*** Opening of Source material ***

// SPDX-License-Identifier: BUSL-1.1
// Copyright (c) 2026 Alfred Jean LLC

//! Client configuration: defaults, TOML file, then environment overrides.

use std::path::Path;
use std::time::Duration;

use serde::{Deserialize, Serialize};

use crate::{env, ConfigError};

pub const DEFAULT_HOST: &str = "127.0.0.1";
pub const DEFAULT_PORT: u16 = 36330;

/// Bounded retries with exponential backoff.
#[derive(Debug, Clone, PartialEq, Eq, Serialize, Deserialize)]
#[serde(default)]
pub struct ReconnectPolicy {
    /// Consecutive failed connects before giving up. Zero retries forever.
    pub max_attempts: u32,
    pub initial_delay_ms: u64,
    pub max_delay_ms: u64,
}

impl Default for ReconnectPolicy {
    fn default() -> Self {
        Self { max_attempts: 5, initial_delay_ms: 1_000, max_delay_ms: 30_000 }
    }
}

impl ReconnectPolicy {
    fah_core::setters! {
        set { max_attempts: u32, initial_delay_ms: u64, max_delay_ms: u64 }
    }

    /// Delay before retry number `attempt` (1-based): doubles from the
    /// initial delay up to the cap.
    pub fn delay(&self, attempt: u32) -> Duration {
        let shift = attempt.saturating_sub(1).min(32);
        let ms = self.initial_delay_ms.saturating_mul(1u64 << shift).min(self.max_delay_ms);
        Duration::from_millis(ms)
    }

    /// Whether `failures` consecutive failures exhaust the policy.
    pub fn exhausted(&self, failures: u32) -> bool {
        self.max_attempts != 0 && failures >= self.max_attempts
    }
}

#[derive(Debug, Clone, PartialEq, Eq, Serialize, Deserialize)]
#[serde(default)]
pub struct ClientConfig {
    pub host: String,
    pub port: u16,
    pub password: Option<String>,
    pub reconnect: ReconnectPolicy,
    /// Size of each socket read.
    pub read_buffer_size: usize,
}

impl Default for ClientConfig {
    fn default() -> Self {
        Self {
            host: DEFAULT_HOST.to_string(),
            port: DEFAULT_PORT,
            password: None,
            reconnect: ReconnectPolicy::default(),
            read_buffer_size: 8 * 1024,
        }
    }
}

impl ClientConfig {
    fah_core::setters! {
        into { host: String }
        set { port: u16, reconnect: ReconnectPolicy, read_buffer_size: usize }
        option { password: String }
    }

    /// Load from `path` (or the resolved default path when `None`) and
    /// apply environment overrides. A missing file yields defaults.
    pub fn load(path: Option<&Path>) -> Result<Self, ConfigError> {
        let resolved = path.map(Path::to_path_buf).or_else(env::config_path);
        let mut config = match resolved {
            Some(path) if path.exists() => Self::from_file(&path)?,
            Some(path) => {
                tracing::debug!(path = %path.display(), "no config file, using defaults");
                Self::default()
            }
            None => Self::default(),
        };
        config.apply_env()?;
        config.validate()?;
        Ok(config)
    }

    pub fn from_file(path: &Path) -> Result<Self, ConfigError> {
        let text = std::fs::read_to_string(path)
            .map_err(|source| ConfigError::Read { path: path.to_path_buf(), source })?;
        toml::from_str(&text).map_err(|source| ConfigError::Parse { path: path.to_path_buf(), source })
    }

    /// Override fields from `FAH_*` environment variables.
    pub fn apply_env(&mut self) -> Result<(), ConfigError> {
        if let Some(host) = env::host() {
            self.host = host;
        }
        if let Some(port) = env::port()? {
            self.port = port;
        }
        if let Some(password) = env::password() {
            self.password = Some(password);
        }
        if let Some(attempts) = env::reconnect_attempts()? {
            self.reconnect.max_attempts = attempts;
        }
        if let Some(ms) = env::reconnect_initial_ms()? {
            self.reconnect.initial_delay_ms = ms;
        }
        if let Some(ms) = env::reconnect_max_ms()? {
            self.reconnect.max_delay_ms = ms;
        }
        Ok(())
    }

    pub fn validate(&self) -> Result<(), ConfigError> {
        if self.host.trim().is_empty() {
            return Err(ConfigError::Invalid { name: "host", reason: "empty".into() });
        }
        if self.port == 0 {
            return Err(ConfigError::Invalid { name: "port", reason: "must be non-zero".into() });
        }
        if self.read_buffer_size == 0 {
            return Err(ConfigError::Invalid {
                name: "read_buffer_size",
                reason: "must be non-zero".into(),
            });
        }
        if self.reconnect.initial_delay_ms > self.reconnect.max_delay_ms {
            return Err(ConfigError::Invalid {
                name: "reconnect",
                reason: format!(
                    "initial delay {}ms exceeds max delay {}ms",
                    self.reconnect.initial_delay_ms, self.reconnect.max_delay_ms
                ),
            });
        }
        Ok(())
    }

    /// `host:port`
    pub fn address(&self) -> String {
        format!("{}:{}", self.host, self.port)
    }
}

#[cfg(test)]
#[path = "config_tests.rs"]
mod tests;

*** Close of Source material ***

• How to complete this task:
An exact copy of every record above is required.

• Exercise result:
// SPDX-License-Identifier: BUSL-1.1
// Copyright (c) 2026 Alfred Jean LLC

//! Client configuration: defaults, TOML file, then environment overrides.

use std::path::Path;
use std::time::Duration;

use serde::{Deserialize, Serialize};

use crate::{env, ConfigError};

pub const DEFAULT_HOST: &str = "127.0.0.1";
pub const DEFAULT_PORT: u16 = 36330;

/// Bounded retries with exponential backoff.
#[derive(Debug, Clone, PartialEq, Eq, Serialize, Deserialize)]
#[serde(default)]
pub struct ReconnectPolicy {
    /// Consecutive failed connects before giving up. Zero retries forever.
    pub max_attempts: u32,
    pub initial_delay_ms: u64,
    pub max_delay_ms: u64,
}

impl Default for ReconnectPolicy {
    fn default() -> Self {
        Self { max_attempts: 5, initial_delay_ms: 1_000, max_delay_ms: 30_000 }
    }
}

impl ReconnectPolicy {
    fah_core::setters! {
        set { max_attempts: u32, initial_delay_ms: u64, max_delay_ms: u64 }
    }

    /// Delay before retry number `attempt` (1-based): doubles from the
    /// initial delay up to the cap.
    pub fn delay(&self, attempt: u32) -> Duration {
        let shift = attempt.saturating_sub(1).min(32);
        let ms = self.initial_delay_ms.saturating_mul(1u64 << shift).min(self.max_delay_ms);
        Duration::from_millis(ms)
    }

    /// Whether `failures` consecutive failures exhaust the policy.
    pub fn exhausted(&self, failures: u32) -> bool {
        self.max_attempts != 0 && failures >= self.max_attempts
    }
}

#[derive(Debug, Clone, PartialEq, Eq, Serialize, Deserialize)]
#[serde(default)]
pub struct ClientConfig {
    pub host: String,
    pub port: u16,
    pub password: Option<String>,
    pub reconnect: ReconnectPolicy,
    /// Size of each socket read.
    pub read_buffer_size: usize,
}

impl Default for ClientConfig {
    fn default() -> Self {
        Self {
            host: DEFAULT_HOST.to_string(),
            port: DEFAULT_PORT,
            password: None,
            reconnect: ReconnectPolicy::default(),
            read_buffer_size: 8 * 1024,
        }
    }
}

impl ClientConfig {
    fah_core::setters! {
        into { host: String }
        set { port: u16, reconnect: ReconnectPolicy, read_buffer_size: usize }
        option { password: String }
    }

    /// Load from `path` (or the resolved default path when `None`) and
    /// apply environment overrides. A missing file yields defaults.
    pub fn load(path: Option<&Path>) -> Result<Self, ConfigError> {
        let resolved = path.map(Path::to_path_buf).or_else(env::config_path);
        let mut config = match resolved {
            Some(path) if path.exists() => Self::from_file(&path)?,
            Some(path) => {
                tracing::debug!(path = %path.display(), "no config file, using defaults");
                Self::default()
            }
            None => Self::default(),
        };
        config.apply_env()?;
        config.validate()?;
        Ok(config)
    }

    pub fn from_file(path: &Path) -> Result<Self, ConfigError> {
        let text = std::fs::read_to_string(path)
            .map_err(|source| ConfigError::Read { path: path.to_path_buf(), source })?;
        toml::from_str(&text).map_err(|source| ConfigError::Parse { path: path.to_path_buf(), source })
    }

    /// Override fields from `FAH_*` environment variables.
    pub fn apply_env(&mut self) -> Result<(), ConfigError> {
        if let Some(host) = env::host() {
            self.host = host;
        }
        if let Some(port) = env::port()? {
            self.port = port;
        }
        if let Some(password) = env::password() {
            self.password = Some(password);
        }
        if let Some(attempts) = env::reconnect_attempts()? {
            self.reconnect.max_attempts = attempts;
        }
        if let Some(ms) = env::reconnect_initial_ms()? {
            self.reconnect.initial_delay_ms = ms;
        }
        if let Some(ms) = env::reconnect_max_ms()? {
            self.reconnect.max_delay_ms = ms;
        }
        Ok(())
    }

    pub fn validate(&self) -> Result<(), ConfigError> {
        if self.host.trim().is_empty() {
            return Err(ConfigError::Invalid { name: "host", reason: "empty".into() });
        }
        if self.port == 0 {
            return Err(ConfigError::Invalid { name: "port", reason: "must be non-zero".into() });
        }
        if self.read_buffer_size == 0 {
            return Err(ConfigError::Invalid {
                name: "read_buffer_size",
                reason: "must be non-zero".into(),
            });
        }
        if self.reconnect.initial_delay_ms > self.reconnect.max_delay_ms {
            return Err(ConfigError::Invalid {
                name: "reconnect",
                reason: format!(
                    "initial delay {}ms exceeds max delay {}ms",
                    self.reconnect.initial_delay_ms, self.reconnect.max_delay_ms
                ),
            });
        }
        Ok(())
    }

    /// `host:port`
    pub fn address(&self) -> String {
        format!("{}:{}", self.host, self.port)
    }
}

#[cfg(test)]
#[path = "config_tests.rs"]
mod tests;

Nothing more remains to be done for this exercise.